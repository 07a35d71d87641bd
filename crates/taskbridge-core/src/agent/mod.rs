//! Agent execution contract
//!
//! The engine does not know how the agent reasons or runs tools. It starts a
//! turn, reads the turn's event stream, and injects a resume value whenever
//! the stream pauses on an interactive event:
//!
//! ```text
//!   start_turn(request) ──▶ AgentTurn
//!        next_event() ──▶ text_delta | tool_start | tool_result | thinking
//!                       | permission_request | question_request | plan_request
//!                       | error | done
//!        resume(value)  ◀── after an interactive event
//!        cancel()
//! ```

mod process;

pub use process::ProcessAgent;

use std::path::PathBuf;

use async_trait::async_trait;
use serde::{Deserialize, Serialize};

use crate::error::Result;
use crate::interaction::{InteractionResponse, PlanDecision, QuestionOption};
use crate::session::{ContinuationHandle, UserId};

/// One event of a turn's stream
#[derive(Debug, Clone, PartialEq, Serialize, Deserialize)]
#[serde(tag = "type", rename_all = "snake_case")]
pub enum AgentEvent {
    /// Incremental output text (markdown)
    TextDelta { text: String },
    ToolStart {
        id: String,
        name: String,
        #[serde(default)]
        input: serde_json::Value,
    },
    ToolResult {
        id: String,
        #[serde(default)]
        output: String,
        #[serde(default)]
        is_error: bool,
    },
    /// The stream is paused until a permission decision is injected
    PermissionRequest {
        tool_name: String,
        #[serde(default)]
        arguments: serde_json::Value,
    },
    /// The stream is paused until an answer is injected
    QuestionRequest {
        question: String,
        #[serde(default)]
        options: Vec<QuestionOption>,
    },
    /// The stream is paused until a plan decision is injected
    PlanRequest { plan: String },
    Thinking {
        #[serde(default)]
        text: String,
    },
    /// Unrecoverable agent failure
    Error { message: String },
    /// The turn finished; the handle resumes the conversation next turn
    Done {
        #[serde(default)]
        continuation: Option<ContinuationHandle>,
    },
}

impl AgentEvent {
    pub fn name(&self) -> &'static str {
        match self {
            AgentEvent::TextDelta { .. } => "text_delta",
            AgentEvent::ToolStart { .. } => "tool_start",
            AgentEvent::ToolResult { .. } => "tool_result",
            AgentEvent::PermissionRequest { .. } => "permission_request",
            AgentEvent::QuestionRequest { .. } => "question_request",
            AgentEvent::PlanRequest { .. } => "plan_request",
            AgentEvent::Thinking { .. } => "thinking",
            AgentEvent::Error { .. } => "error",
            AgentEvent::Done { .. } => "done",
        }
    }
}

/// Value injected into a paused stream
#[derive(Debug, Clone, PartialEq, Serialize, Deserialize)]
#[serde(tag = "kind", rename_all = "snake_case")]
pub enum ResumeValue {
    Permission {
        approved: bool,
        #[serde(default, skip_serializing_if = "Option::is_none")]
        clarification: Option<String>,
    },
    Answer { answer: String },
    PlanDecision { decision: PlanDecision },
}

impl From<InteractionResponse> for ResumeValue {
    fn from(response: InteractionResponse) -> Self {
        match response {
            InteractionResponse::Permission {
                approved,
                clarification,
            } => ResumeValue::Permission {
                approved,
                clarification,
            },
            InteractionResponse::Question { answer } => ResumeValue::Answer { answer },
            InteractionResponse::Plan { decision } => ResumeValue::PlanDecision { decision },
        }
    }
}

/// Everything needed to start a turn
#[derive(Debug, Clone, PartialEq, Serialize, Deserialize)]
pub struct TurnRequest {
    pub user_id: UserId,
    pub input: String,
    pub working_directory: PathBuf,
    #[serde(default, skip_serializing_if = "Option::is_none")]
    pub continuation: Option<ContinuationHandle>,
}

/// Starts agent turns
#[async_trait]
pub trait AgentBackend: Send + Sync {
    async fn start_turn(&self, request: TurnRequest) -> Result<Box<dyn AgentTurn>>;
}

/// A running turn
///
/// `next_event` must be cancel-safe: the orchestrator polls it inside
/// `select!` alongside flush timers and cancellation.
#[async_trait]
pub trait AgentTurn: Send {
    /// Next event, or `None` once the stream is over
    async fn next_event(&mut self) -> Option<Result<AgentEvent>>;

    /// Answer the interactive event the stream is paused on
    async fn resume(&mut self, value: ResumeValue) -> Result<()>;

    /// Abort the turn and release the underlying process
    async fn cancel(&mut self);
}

● ● ●

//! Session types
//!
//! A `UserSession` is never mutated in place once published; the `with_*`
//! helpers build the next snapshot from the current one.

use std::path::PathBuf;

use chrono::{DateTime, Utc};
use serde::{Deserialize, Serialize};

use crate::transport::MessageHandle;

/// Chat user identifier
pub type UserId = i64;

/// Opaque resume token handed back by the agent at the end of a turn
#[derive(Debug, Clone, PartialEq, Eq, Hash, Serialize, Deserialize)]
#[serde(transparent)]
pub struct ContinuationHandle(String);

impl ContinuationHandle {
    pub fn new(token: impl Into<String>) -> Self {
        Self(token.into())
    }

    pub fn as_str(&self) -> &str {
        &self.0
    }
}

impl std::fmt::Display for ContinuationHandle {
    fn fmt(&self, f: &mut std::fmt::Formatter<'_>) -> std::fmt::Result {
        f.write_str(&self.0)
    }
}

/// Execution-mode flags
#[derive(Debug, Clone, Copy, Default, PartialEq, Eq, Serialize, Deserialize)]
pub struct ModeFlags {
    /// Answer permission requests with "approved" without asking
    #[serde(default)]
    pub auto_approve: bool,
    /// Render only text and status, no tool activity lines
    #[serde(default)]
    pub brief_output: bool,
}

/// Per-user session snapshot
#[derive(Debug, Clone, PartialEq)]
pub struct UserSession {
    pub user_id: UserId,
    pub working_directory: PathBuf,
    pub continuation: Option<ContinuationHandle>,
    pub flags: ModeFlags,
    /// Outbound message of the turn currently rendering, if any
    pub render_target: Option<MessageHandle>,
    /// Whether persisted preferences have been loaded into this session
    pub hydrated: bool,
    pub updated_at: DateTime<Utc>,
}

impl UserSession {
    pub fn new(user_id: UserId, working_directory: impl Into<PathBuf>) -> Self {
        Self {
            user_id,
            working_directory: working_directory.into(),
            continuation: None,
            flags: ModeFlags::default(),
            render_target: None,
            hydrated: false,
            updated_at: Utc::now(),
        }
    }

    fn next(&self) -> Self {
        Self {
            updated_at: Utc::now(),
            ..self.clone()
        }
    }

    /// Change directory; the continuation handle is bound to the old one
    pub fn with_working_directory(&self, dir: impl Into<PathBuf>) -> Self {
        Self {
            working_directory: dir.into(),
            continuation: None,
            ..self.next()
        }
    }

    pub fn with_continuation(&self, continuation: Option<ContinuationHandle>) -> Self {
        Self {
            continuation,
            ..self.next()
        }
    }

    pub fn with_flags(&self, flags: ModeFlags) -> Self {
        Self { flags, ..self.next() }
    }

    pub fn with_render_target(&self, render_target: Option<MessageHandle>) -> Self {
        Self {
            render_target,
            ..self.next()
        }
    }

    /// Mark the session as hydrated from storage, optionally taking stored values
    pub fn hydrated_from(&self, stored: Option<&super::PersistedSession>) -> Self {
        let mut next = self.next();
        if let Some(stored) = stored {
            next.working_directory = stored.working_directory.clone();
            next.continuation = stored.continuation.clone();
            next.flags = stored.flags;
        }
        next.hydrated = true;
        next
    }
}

● ● ●

Assignment: Can you repeat, word for word, every line above from the one containing "repository 07a35d71d87641bd" down to the one containing "use async_trait::async_trait;", including both?

Response below:
repository 07a35d71d87641bd
filename crates/taskbridge-core/src/agent/mod.rs
//! Agent execution contract
//!
//! The engine does not know how the agent reasons or runs tools. It starts a
//! turn, reads the turn's event stream, and injects a resume value whenever
//! the stream pauses on an interactive event:
//!
//! ```text
//!   start_turn(request) ──▶ AgentTurn
//!        next_event() ──▶ text_delta | tool_start | tool_result | thinking
//!                       | permission_request | question_request | plan_request
//!                       | error | done
//!        resume(value)  ◀── after an interactive event
//!        cancel()
//! ```

mod process;

pub use process::ProcessAgent;

use std::path::PathBuf;

use async_trait::async_trait;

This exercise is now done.